## TASK DETAILS:
Beneath this line are the data; copy exactly the part of them that opens with the line containing "let state = state.into();" and closes with the line containing "BuildId, properties: PropertyBag)", and only that part.

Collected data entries
>>>

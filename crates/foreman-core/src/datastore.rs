//! Typed CRUD over builders, builds, steps, buildsets, buildrequests,
//! logs, and workers. Every successful mutation publishes a
//! corresponding event; this is the *only* path through which other
//! components observe each other's state (mutations go through
//! DataStore, which then publishes an event; other components
//! subscribe rather than mutating each other directly").

use std::collections::BTreeMap;
use std::sync::atomic::{AtomicU64, Ordering};

use chrono::{DateTime, Utc};
use foreman_types::{
    Build, BuildId, BuildRequest, BuildRequestId, Builder, BuilderId, Buildset, BuildsetId, Claim,
    Log, LogId, LogType, MasterId, PropertyBag, Results, SourceStamp, SourceStampId, Step, StepId,
    StepUrl, Worker, WorkerId,
};
use serde_json::json;
use tokio::sync::Mutex;

use crate::error::DataStoreError;
use crate::eventbus::EventBus;

#[derive(Default)]
struct Tables {
    builders: BTreeMap<BuilderId, Builder>,
    builds: BTreeMap<BuildId, Build>,
    steps: BTreeMap<StepId, Step>,
    logs: BTreeMap<LogId, Log>,
    buildsets: BTreeMap<BuildsetId, Buildset>,
    buildrequests: BTreeMap<BuildRequestId, BuildRequest>,
    workers: BTreeMap<WorkerId, Worker>,
    /// Dense per-builder build numbering (invariant 6).
    next_build_number: BTreeMap<BuilderId, u64>,
    /// Per-build step name counters, for the `_<n>` uniquification rule.
    step_name_seq: BTreeMap<(BuildId, String), u32>,
    projects: BTreeMap<String, u64>,
}

pub struct DataStore {
    bus: EventBus,
    tables: Mutex<Tables>,
    next_id: AtomicU64,
}

fn next(counter: &AtomicU64) -> u64 {
    counter.fetch_add(1, Ordering::SeqCst) + 1
}

impl DataStore {
    pub fn new(bus: EventBus) -> Self {
        Self {
            bus,
            tables: Mutex::new(Tables::default()),
            next_id: AtomicU64::new(0),
        }
    }

    async fn publish(&self, key: &[&str], payload: serde_json::Value) {
        self.bus
            .publish(key.iter().map(|s| s.to_string()).collect(), payload)
            .await;
    }

    // -- builders --------------------------------------------------

    pub async fn update_builder_info(&self, builder: Builder) {
        let id = builder.id;
        self.tables.lock().await.builders.insert(id, builder);
        self.publish(&["builders", &id.to_string(), "update"], json!({})).await;
    }

    pub async fn find_project_id(&self, project: &str) -> u64 {
        let mut tables = self.tables.lock().await;
        if let Some(id) = tables.projects.get(project) {
            return *id;
        }
        let id = next(&self.next_id);
        tables.projects.insert(project.to_string(), id);
        id
    }

    pub async fn get_builder(&self, id: BuilderId) -> Option<Builder> {
        self.tables.lock().await.builders.get(&id).cloned()
    }

    /// Looks up a builder's id by name. Builder names are unique within
    /// a master by configuration convention, not an enforced invariant
    /// here; the first match wins.
    pub async fn find_builder_by_name(&self, name: &str) -> Option<BuilderId> {
        self.tables.lock().await.builders.values().find(|b| b.name == name).map(|b| b.id)
    }

    /// Allocates a fresh id for a source stamp a caller is about to
    /// build (e.g. [`crate::tryjob_intake::TryJobIntake`] minting one for
    /// an incoming try job) -- source stamps share the same id space as
    /// every other entity here.
    pub fn next_source_stamp_id(&self) -> SourceStampId {
        SourceStampId(next(&self.next_id))
    }

    // -- buildsets / buildrequests -----------------------------------

    pub async fn add_buildset(
        &self,
        reason: String,
        sourcestamps: Vec<SourceStamp>,
        properties: PropertyBag,
        parent_buildid: Option<BuildId>,
        requests: Vec<(BuilderId, i32)>,
    ) -> (BuildsetId, Vec<BuildRequestId>) {
        let id = BuildsetId(next(&self.next_id));
        let submitted_at = Utc::now();
        let buildset = Buildset {
            id,
            reason,
            sourcestamps: sourcestamps.clone(),
            properties: properties.clone(),
            parent_buildid,
            submitted_at,
        };

        let mut request_ids = Vec::new();
        {
            let mut tables = self.tables.lock().await;
            tables.buildsets.insert(id, buildset);
            for (builderid, priority) in requests {
                let reqid = BuildRequestId(next(&self.next_id));
                let sources = sourcestamps
                    .iter()
                    .map(|ss| (ss.codebase.clone(), ss.clone()))
                    .collect();
                tables.buildrequests.insert(
                    reqid,
                    BuildRequest {
                        id: reqid,
                        buildsetid: id,
                        builderid,
                        priority,
                        submitted_at,
                        waited_for: None,
                        properties: properties.clone(),
                        sources,
                        claimed_by: None,
                        complete: false,
                        results: None,
                    },
                );
                request_ids.push(reqid);
            }
        }

        // Persist before publishing the `new` event -- readers that react to
        // the event must already be able to see the row.
        self.publish(&["buildsets", &id.to_string(), "new"], json!({})).await;
        (id, request_ids)
    }

    /// All-or-nothing claim. Returns `Err(ClaimConflict)` and claims
    /// nothing if any requested id is already claimed or complete.
    pub async fn claim_build_requests(
        &self,
        ids: &[BuildRequestId],
        masterid: MasterId,
    ) -> Result<(), DataStoreError> {
        let mut tables = self.tables.lock().await;
        for id in ids {
            let Some(req) = tables.buildrequests.get(id) else {
                return Err(DataStoreError::NotFound(format!("buildrequest {id:?}")));
            };
            if req.claimed_by.is_some() || req.complete {
                return Err(DataStoreError::ClaimConflict);
            }
        }
        let claimed_at = Utc::now();
        for id in ids {
            if let Some(req) = tables.buildrequests.get_mut(id) {
                req.claimed_by = Some(Claim { masterid, claimed_at });
            }
        }
        drop(tables);
        for id in ids {
            self.publish(&["buildrequests", &id.to_string(), "claimed"], json!({})).await;
        }
        Ok(())
    }

    pub async fn complete_build_requests(&self, ids: &[BuildRequestId], results: Results) {
        {
            let mut tables = self.tables.lock().await;
            for id in ids {
                if let Some(req) = tables.buildrequests.get_mut(id) {
                    req.complete = true;
                    req.results = Some(results);
                }
            }
        }
        for id in ids {
            self.publish(&["buildrequests", &id.to_string(), "complete"], json!({"results": format!("{results:?}")}))
                .await;
        }
    }

    pub async fn pending_build_requests(&self) -> Vec<BuildRequest> {
        self.tables
            .lock()
            .await
            .buildrequests
            .values()
            .filter(|r| r.claimed_by.is_none() && !r.complete)
            .cloned()
            .collect()
    }

    pub async fn get_build_request(&self, id: BuildRequestId) -> Option<BuildRequest> {
        self.tables.lock().await.buildrequests.get(&id).cloned()
    }

    // -- builds --------------------------------------------------

    pub async fn add_build(
        &self,
        builderid: BuilderId,
        workerid: WorkerId,
        buildrequestids: Vec<BuildRequestId>,
        properties: PropertyBag,
    ) -> Build {
        let mut tables = self.tables.lock().await;
        let id = BuildId(next(&self.next_id));
        let number_slot = tables.next_build_number.entry(builderid).or_insert(0);
        *number_slot += 1;
        let number = *number_slot;
        let build = Build {
            id,
            number,
            builderid,
            workerid,
            buildrequestids,
            started_at: Utc::now(),
            complete: false,
            results: None,
            state_string: "starting".to_string(),
            properties,
            locks_duration: std::time::Duration::ZERO,
        };
        tables.builds.insert(id, build.clone());
        drop(tables);
        self.publish(&["builds", &id.to_string(), "new"], json!({"number": number})).await;
        build
    }

    pub async fn set_build_state_string(&self, id: BuildId, state: impl Into<String>) {
        let state = state.into();
        if let Some(b) = self.tables.lock().await.builds.get_mut(&id) {
            b.state_string = state.clone();
        }
        self.publish(&["builds", &id.to_string(), "update"], json!({"state_string": state})).await;
    }

    pub async fn set_build_properties(&self, id: BuildId, properties: PropertyBag) {
        if let Some(b) = self.tables.lock().await.builds.get_mut(&id) {
            b.properties = properties;
        }
        self.publish(&["builds", &id.to_string(), "properties", "update"], json!({})).await;
    }

    pub async fn add_build_locks_duration(&self, id: BuildId, extra: std::time::Duration) {
        if let Some(b) = self.tables.lock().await.builds.get_mut(&id) {
            b.locks_duration += extra;
        }
    }

    pub async fn finish_build(&self, id: BuildId, results: Results) {
        {
            let mut tables = self.tables.lock().await;
            if let Some(b) = tables.builds.get_mut(&id) {
                b.complete = true;
                b.results = Some(results);
            }
        }
        self.publish(&["builds", &id.to_string(), "finished"], json!({"results": format!("{results:?}")}))
            .await;
    }

    pub async fn get_build(&self, id: BuildId) -> Option<Build> {
        self.tables.lock().await.builds.get(&id).cloned()
    }

    // -- steps --------------------------------------------------

    /// Add a step, uniquifying its name within the build by appending
    /// `_<n>` on collision.
    pub async fn add_step(&self, buildid: BuildId, template: foreman_types::StepTemplate) -> Step {
        let mut tables = self.tables.lock().await;
        let base_name = template.name.clone();
        let seq = tables
            .step_name_seq
            .entry((buildid, base_name.clone()))
            .or_insert(0);
        let name = if *seq == 0 {
            base_name.clone()
        } else {
            format!("{base_name}_{}", *seq + 1)
        };
        *seq += 1;

        let number = tables.steps.values().filter(|s| s.buildid == buildid).count() as u64 + 1;
        let id = StepId(next(&self.next_id));
        let step = Step {
            id,
            buildid,
            number,
            name,
            template,
            started_at: None,
            locks_acquired_at: None,
            complete: false,
            results: None,
            urls: Vec::new(),
        };
        tables.steps.insert(id, step.clone());
        drop(tables);
        self.publish(&["steps", &id.to_string(), "new"], json!({})).await;
        step
    }

    pub async fn start_step(&self, id: StepId) {
        if let Some(s) = self.tables.lock().await.steps.get_mut(&id) {
            s.started_at = Some(Utc::now());
        }
        self.publish(&["steps", &id.to_string(), "started"], json!({})).await;
    }

    pub async fn set_step_locks_acquired_at(&self, id: StepId) {
        if let Some(s) = self.tables.lock().await.steps.get_mut(&id) {
            s.locks_acquired_at = Some(Utc::now());
        }
        self.publish(&["steps", &id.to_string(), "locks_acquired"], json!({})).await;
    }

    pub async fn add_step_url(&self, id: StepId, url: StepUrl) {
        if let Some(s) = self.tables.lock().await.steps.get_mut(&id) {
            s.urls.push(url);
        }
    }

    pub async fn finish_step(&self, id: StepId, results: Results) {
        {
            let mut tables = self.tables.lock().await;
            if let Some(s) = tables.steps.get_mut(&id) {
                s.complete = true;
                s.results = Some(results);
            }
        }
        self.publish(&["steps", &id.to_string(), "finished"], json!({"results": format!("{results:?}")}))
            .await;
    }

    pub async fn get_step(&self, id: StepId) -> Option<Step> {
        self.tables.lock().await.steps.get(&id).cloned()
    }

    // -- logs --------------------------------------------------

    /// Create a log entity. Fails with `LogSlugExists` on a
    /// `(stepid, slug)` collision; the caller retries with a numeric
    /// suffix via [`add_log_unique`].
    pub async fn add_log(
        &self,
        stepid: StepId,
        name: String,
        slug: String,
        log_type: LogType,
    ) -> Result<Log, DataStoreError> {
        let mut tables = self.tables.lock().await;
        let collides = tables
            .logs
            .values()
            .any(|l| l.stepid == stepid && l.slug == slug);
        if collides {
            return Err(DataStoreError::LogSlugExists { stepid, slug });
        }
        let id = LogId(next(&self.next_id));
        let log = Log {
            id,
            stepid,
            name,
            slug,
            log_type,
            num_lines: 0,
            complete: false,
        };
        tables.logs.insert(id, log.clone());
        drop(tables);
        self.publish(&["logs", &id.to_string(), "new"], json!({})).await;
        Ok(log)
    }

    /// Retry `add_log` with `slug`, `slug_2`, `slug_3`, ... until a
    /// free slug is found. This is the LogPipeline-level retry policy
    /// described here.
    pub async fn add_log_unique(
        &self,
        stepid: StepId,
        name: String,
        base_slug: String,
        log_type: LogType,
    ) -> Log {
        let mut attempt = 1u32;
        loop {
            let slug = if attempt == 1 {
                base_slug.clone()
            } else {
                format!("{base_slug}_{attempt}")
            };
            match self.add_log(stepid, name.clone(), slug, log_type).await {
                Ok(log) => return log,
                Err(DataStoreError::LogSlugExists { .. }) => attempt += 1,
                Err(e) => unreachable!("add_log returned unexpected error: {e}"),
            }
        }
    }

    pub async fn append_log_metadata(&self, id: LogId, last_line_added: u64) {
        if let Some(l) = self.tables.lock().await.logs.get_mut(&id) {
            l.num_lines = last_line_added + 1;
        }
        self.publish(&["logs", &id.to_string(), "appended"], json!({"last_line": last_line_added}))
            .await;
    }

    pub async fn finish_log(&self, id: LogId) {
        if let Some(l) = self.tables.lock().await.logs.get_mut(&id) {
            l.complete = true;
        }
        self.publish(&["logs", &id.to_string(), "finished"], json!({})).await;
    }

    pub async fn mark_log_deleted(&self, id: LogId) {
        if let Some(l) = self.tables.lock().await.logs.get_mut(&id) {
            l.log_type = LogType::D;
        }
    }

    pub async fn get_log(&self, id: LogId) -> Option<Log> {
        self.tables.lock().await.logs.get(&id).cloned()
    }

    // -- workers --------------------------------------------------

    pub async fn upsert_worker(&self, worker: Worker) {
        self.tables.lock().await.workers.insert(worker.id, worker);
    }

    pub async fn get_worker(&self, id: WorkerId) -> Option<Worker> {
        self.tables.lock().await.workers.get(&id).cloned()
    }
}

<<<

## TASK OUTPUT:
        let state = state.into();
        if let Some(b) = self.tables.lock().await.builds.get_mut(&id) {
            b.state_string = state.clone();
        }
        self.publish(&["builds", &id.to_string(), "update"], json!({"state_string": state})).await;
    }

    pub async fn set_build_properties(&self, id: BuildId, properties: PropertyBag) {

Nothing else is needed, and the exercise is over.